The Giants won Sunday. The Rockies handed it to them, and the Giants were smart enough to take it.
San Francisco beat Colorado 3-1 in a game that featured one of the stranger statistical footnotes of the 2026 season: Jake McCarthy's second leadoff inside-the-park home run of the year. Two of them. Before June is even a memory. That is either a testament to McCarthy's legs and instincts, or a quiet referendum on the outfield dimensions and turf at Coors Field, and probably some of both. Either way, the Giants spotted Colorado an early run off a ball that never left the yard and still found a way to win. That is the story.
How San Francisco Giants news broke the tie
The tiebreaker came in the eighth inning, and it did not arrive cleanly. Rafael Devers scored the go-ahead run when catcher Hunter Goodman threw wildly into center field on a stolen-base attempt. Two runs scored in the frame. Final: Giants 3, Rockies 1.
A couple of things are worth sitting with here. First, the Giants went up against a leadoff inside-the-park homer and still held Colorado to one run. That is a pitching and defense story worth noting, not burying. Second, the decisive play was a catcher's error on a stolen base, which is the kind of event that inflates final margins and can mislead a line for the next series if you are not paying attention. The Rockies did not lose because their offense collapsed. They lost because their battery had a moment at exactly the wrong time.
What this means on the board
Both clubs head into the All-Star break after this result. The next scheduled game on the verified slate is the All-Star Game itself, Tuesday July 14, American League vs. National League at 8:01 PM ET. No regular-season matchup between these two is listed for the immediate future, so there is no live line to chase tonight.
What the game does leave behind is a profile update on both sides.
For the Giants: a win is a win, but the manner of it matters.

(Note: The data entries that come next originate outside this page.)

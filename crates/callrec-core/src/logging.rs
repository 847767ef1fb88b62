//! Structured logging for callrec
//!
//! One-shot `tracing` initialization. The level comes from the caller but
//! can always be overridden through `RUST_LOG`.

use std::sync::OnceLock;

use tracing_subscriber::EnvFilter;

static LOGGING_INITIALIZED: OnceLock<bool> = OnceLock::new();

/// Initialize the global subscriber once. Later calls are no-ops.
pub fn init_logging(level: &str) {
    LOGGING_INITIALIZED.get_or_init(|| {
        let filter = EnvFilter::try_from_default_env()
            .unwrap_or_else(|_| EnvFilter::new(level));
        tracing_subscriber::fmt()
            .with_env_filter(filter)
            .with_writer(std::io::stderr)
            .try_init()
            .is_ok()
    });
}
//! Backup rotation for full-dataset writes
//!
//! Before a store is overwritten with a freshly generated dataset, the
//! existing dataset is archived under a timestamped name. The naming pattern
//! `BKP_<timestamp>_<name>` is shared by the file store, the document-store
//! backup collection, and the relational backup tables.

use std::fs;
use std::path::{Path, PathBuf};

use chrono::Local;
use tracing::info;

use crate::error::{FilterError, Result};

/// Timestamp format used in backup names.
pub const BACKUP_TIMESTAMP_FORMAT: &str = "%Y_%m_%d_%H_%M_%S";

/// Current local time in backup-name form (`YYYY_MM_DD_HH_MM_SS`).
#[must_use]
pub fn backup_timestamp() -> String {
    Local::now().format(BACKUP_TIMESTAMP_FORMAT).to_string()
}

/// Backup name for a file, table, or collection.
#[must_use]
pub fn backup_name(name: &str) -> String {
    format!("BKP_{}_{}", backup_timestamp(), name)
}

/// Rotate the primary snapshot file before a rewrite.
///
/// Ensures the storage and backup directories exist (creating them if
/// missing) and, when a primary file is present, renames it into the backup
/// directory under a timestamped name. Returns the archive path when a
/// rotation happened.
pub fn rotate_snapshot(
    storage_dir: &Path,
    backup_dir: &str,
    file_name: &str,
) -> Result<Option<PathBuf>> {
    let backup_path = storage_dir.join(backup_dir);
    fs::create_dir_all(&backup_path).map_err(FilterError::operation)?;

    let primary = storage_dir.join(file_name);
    if !primary.exists() {
        return Ok(None);
    }

    let archive = backup_path.join(backup_name(file_name));
    fs::rename(&primary, &archive).map_err(FilterError::operation)?;
    info!(
        archive = %archive.display(),
        "existing snapshot archived before rewrite"
    );
    Ok(Some(archive))
}
//! Synthetic record generator
//!
//! Produces batches of dummy call records for seeding the stores. Generated
//! records carry the at-rest shape: `_id` key and epoch-seconds origination
//! time.

use chrono::{Local, LocalResult, NaiveDate, TimeZone};
use rand::Rng;
use rand::seq::IndexedRandom;
use serde::{Deserialize, Serialize};
use tracing::info;

use crate::record::Device;

/// First record id in a generated batch; ids are sequential from here.
pub const INITIAL_ID: i64 = 12344;

/// Cluster names are `domainserver<n>` with n in this range.
const SERVER_RANGE_START: u32 = 0;
const SERVER_RANGE_END: u32 = 9;

/// User ids are random digit strings of this length.
const USER_ID_LENGTH: usize = 9;

/// Pool size of distinct user ids is `count / USER_ID_DIVIDER`.
const USER_ID_DIVIDER: usize = 3;

/// Origination timestamps fall inside this calendar-year window.
const TIMESTAMP_START_YEAR: i32 = 2020;
const TIMESTAMP_END_YEAR: i32 = 2020;

/// A generated record in its at-rest shape (epoch origination time).
#[derive(Debug, Clone, PartialEq, Eq, Serialize, Deserialize)]
#[serde(rename_all = "camelCase")]
pub struct GeneratedRecord {
    #[serde(rename = "_id")]
    pub id: i64,

    /// Epoch seconds
    pub origination_time: i64,

    pub cluster_id: String,

    pub user_id: String,

    pub devices: Device,
}

/// Random digit string (digits 1-9) of the given length.
fn random_digits(rng: &mut impl Rng, length: usize) -> String {
    (0..length).map(|_| char::from(b'0' + rng.random_range(1..=9))).collect()
}

/// Epoch bounds of the generator's timestamp window, in local time.
fn timestamp_window() -> (i64, i64) {
    (
        local_epoch(TIMESTAMP_START_YEAR, 1, 1, 0, 0, 0),
        local_epoch(TIMESTAMP_END_YEAR, 12, 31, 23, 59, 59),
    )
}

fn local_epoch(year: i32, month: u32, day: u32, hour: u32, min: u32, sec: u32) -> i64 {
    let naive = NaiveDate::from_ymd_opt(year, month, day)
        .and_then(|d| d.and_hms_opt(hour, min, sec))
        .unwrap_or_default();
    match Local.from_local_datetime(&naive) {
        LocalResult::Single(dt) | LocalResult::Ambiguous(dt, _) => dt.timestamp(),
        LocalResult::None => naive.and_utc().timestamp(),
    }
}

/// Generate the given number of dummy records.
///
/// Ids are sequential from [`INITIAL_ID`]; user ids are drawn from a small
/// shared pool so filtering by user matches several records.
#[must_use]
pub fn generate_records(count: usize) -> Vec<GeneratedRecord> {
    let mut rng = rand::rng();
    let (window_start, window_end) = timestamp_window();

    let pool_size = (count / USER_ID_DIVIDER).max(1);
    let user_ids: Vec<String> = (0..pool_size)
        .map(|_| random_digits(&mut rng, USER_ID_LENGTH))
        .collect();

    let records: Vec<GeneratedRecord> = (0..count)
        .map(|offset| GeneratedRecord {
            id: INITIAL_ID + offset as i64,
            origination_time: rng.random_range(window_start..=window_end),
            cluster_id: format!(
                "domainserver{}",
                rng.random_range(SERVER_RANGE_START..=SERVER_RANGE_END)
            ),
            user_id: user_ids
                .choose(&mut rng)
                .cloned()
                .unwrap_or_default(),
            devices: Device {
                phone: format!("SEP{}", random_digits(&mut rng, 10)),
                voicemail: format!("{}VM", random_digits(&mut rng, 9)),
            },
        })
        .collect();

    info!(count = records.len(), "generated dummy records");
    records
}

They overcame an unusual early deficit, got a timely stolen-base attempt that forced a miscue, and closed it out. That is a resilient, if not dominant, performance. Nothing here screams line-mover. It confirms what the market likely already thought about San Francisco.

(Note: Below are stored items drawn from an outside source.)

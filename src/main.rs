use clap::Parser;
use numlease::{Application, Config, telemetry};

/// Wait for shutdown signal (SIGTERM or Ctrl+C)
async fn shutdown_signal() {
    use tokio::signal;

    let ctrl_c = async {
        signal::ctrl_c().await.expect("Failed to install Ctrl+C handler");
    };

    #[cfg(unix)]
    let terminate = async {
        signal::unix::signal(signal::unix::SignalKind::terminate())
            .expect("Failed to install SIGTERM handler")
            .recv()
            .await;
    };

    #[cfg(not(unix))]
    let terminate = std::future::pending::<()>();

    tokio::select! {
        _ = ctrl_c => {
            tracing::info!("Received Ctrl+C, shutting down gracefully...");
        },
        _ = terminate => {
            tracing::info!("Received SIGTERM, shutting down gracefully...");
        },
    }
}

#[tokio::main]
async fn main() -> anyhow::Result<()> {
    // Parse CLI args
    let args = numlease::config::Args::parse();

    // Load configuration
    let config = Config::load(&args)?;

    // If --validate flag is set, exit successfully after config validation
    if args.validate {
        println!("Configuration is valid.");
        return Ok(());
    }

    telemetry::init_telemetry()?;

    tracing::debug!("{:?}", args);

    // Run the application with graceful shutdown on SIGTERM/Ctrl+C
    let shutdown = shutdown_signal();
    Application::new(config).await?.serve(shutdown).await
}
//! Lease release: reverse an allocation before any code was delivered.

use chrono::Utc;
use sqlx::SqlitePool;
use tracing::{debug, instrument, warn};

use crate::db::errors::DbError;
use crate::db::handlers::{Assignments, Credits, Numbers, Users};
use crate::db::models::assignments::{ArchivedAssignmentDBRequest, AssignmentState};
use crate::db::models::credits::CreditTransactionCreateDBRequest;
use crate::db::models::numbers::NumberStatus;
use crate::engine::LEASE_COST_CREDITS;
use crate::errors::{Error, Result};
use crate::types::AssignmentId;

#[derive(Debug, Clone)]
pub struct RefundReceipt {
    pub assignment_id: AssignmentId,
    pub phone: String,
    pub refunded: i64,
    pub balance: i64,
}

/// Release a live lease, refunding the credit and returning the number to
/// the pool.
///
/// Refusal and refund are decided inside the same transaction that applies
/// the mutation, so a release racing a code fetch on the same lease resolves
/// to exactly one of "refunded" or "non-refundable". After commit the
/// terminal lease is copied to the archive, best-effort.
#[instrument(skip(pool), err)]
pub async fn release(pool: &SqlitePool, assignment_id: AssignmentId) -> Result<RefundReceipt> {
    let receipt = match try_release(pool, assignment_id).await {
        Err(Error::Database(db_err)) if db_err.is_retryable() => {
            debug!(assignment_id, "release lost a write race, retrying once");
            try_release(pool, assignment_id).await
        }
        other => other,
    }?;

    if let Err(error) = archive_released(pool, assignment_id).await {
        warn!(assignment_id, "failed to archive released lease: {error:#}");
    }

    Ok(receipt)
}

async fn try_release(pool: &SqlitePool, assignment_id: AssignmentId) -> Result<RefundReceipt> {
    let mut tx = pool.begin().await.map_err(DbError::from)?;

    let assignment = Assignments::new(&mut tx)
        .get_by_id(assignment_id)
        .await?
        .ok_or(Error::AssignmentNotFound { id: assignment_id })?;

    match assignment.state() {
        AssignmentState::Released => return Err(Error::AssignmentNotFound { id: assignment_id }),
        AssignmentState::CodeLocked => return Err(Error::NotRefundable { id: assignment_id }),
        AssignmentState::Active => {}
    }

    // The guard re-checks refundability at write time; losing it here means a
    // concurrent code fetch committed after our read.
    let released = Assignments::new(&mut tx)
        .release_guarded(assignment_id, Utc::now())
        .await?;
    if !released {
        return Err(Error::NotRefundable { id: assignment_id });
    }

    let number = Numbers::new(&mut tx)
        .get_by_id(assignment.number_id)
        .await?
        .ok_or(Error::NumberNotFound {
            id: assignment.number_id,
        })?;
    Numbers::new(&mut tx)
        .set_status(number.id, NumberStatus::Free)
        .await?;

    let balance = Users::new(&mut tx)
        .adjust_credits(assignment.user_id, LEASE_COST_CREDITS)
        .await?
        .ok_or_else(|| Error::Other(anyhow::anyhow!("refund rejected by balance guard")))?;

    Credits::new(&mut tx)
        .create_transaction(&CreditTransactionCreateDBRequest::release_refund(
            assignment.user_id,
            assignment_id,
            LEASE_COST_CREDITS,
        ))
        .await?;

    tx.commit().await.map_err(DbError::from)?;

    Ok(RefundReceipt {
        assignment_id,
        phone: number.phone,
        refunded: LEASE_COST_CREDITS,
        balance,
    })
}

/// Copy the now-terminal lease into the archive table. Runs outside the
/// release transaction; live operations never read the archive, so a failure
/// here is logged by the caller and otherwise ignored.
async fn archive_released(pool: &SqlitePool, assignment_id: AssignmentId) -> Result<()> {
    let mut conn = pool.acquire().await.map_err(DbError::from)?;

    let Some(assignment) = Assignments::new(&mut conn).get_by_id(assignment_id).await? else {
        return Ok(());
    };
    let Some(released_at) = assignment.released_at else {
        return Ok(());
    };

    Assignments::new(&mut conn)
        .archive(&ArchivedAssignmentDBRequest {
            id: assignment.id,
            user_id: assignment.user_id,
            number_id: assignment.number_id,
            assigned_at: assignment.assigned_at,
            released_at,
            code_fetched_at: assignment.code_fetched_at,
            last_code: assignment.last_code,
        })
        .await?;

    Ok(())
}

For the Rockies: McCarthy's second inside-the-park homer this season is a fun fact that does not move a number. A wild throw by Goodman in a tie game in the eighth inning, though, that is a tell about the fragility in Colorado's execution. The Rockies are who their record says they are, and a two-error-style loss to a team they were briefly leading does not change that calculus. It reinforces it.
What I'm watching next
McCarthy's inside-the-park pace is legitimately bizarre, and if he stays healthy into the second half, there may be a prop angle worth revisiting when Colorado's lines reset post-break. I do not have enough volume on his specific numbers right now to say more than that, but keep a tab open. Two in a season from a leadoff hitter at Coors is the kind of thing the market under-prices in novelty props until it very suddenly does not.
The Goodman situation is the other thread. If his role or confidence behind the plate takes any visible hit coming out of the break, that is worth knowing before Colorado's next series opens. Nothing in the current reporting suggests a change, but the moment is on film.
All-Star week means a reset. When the second-half board opens, the Giants' bullpen usage from this series and the Rockies' backend reliability will matter more than this final score. File it, do not bet it yet.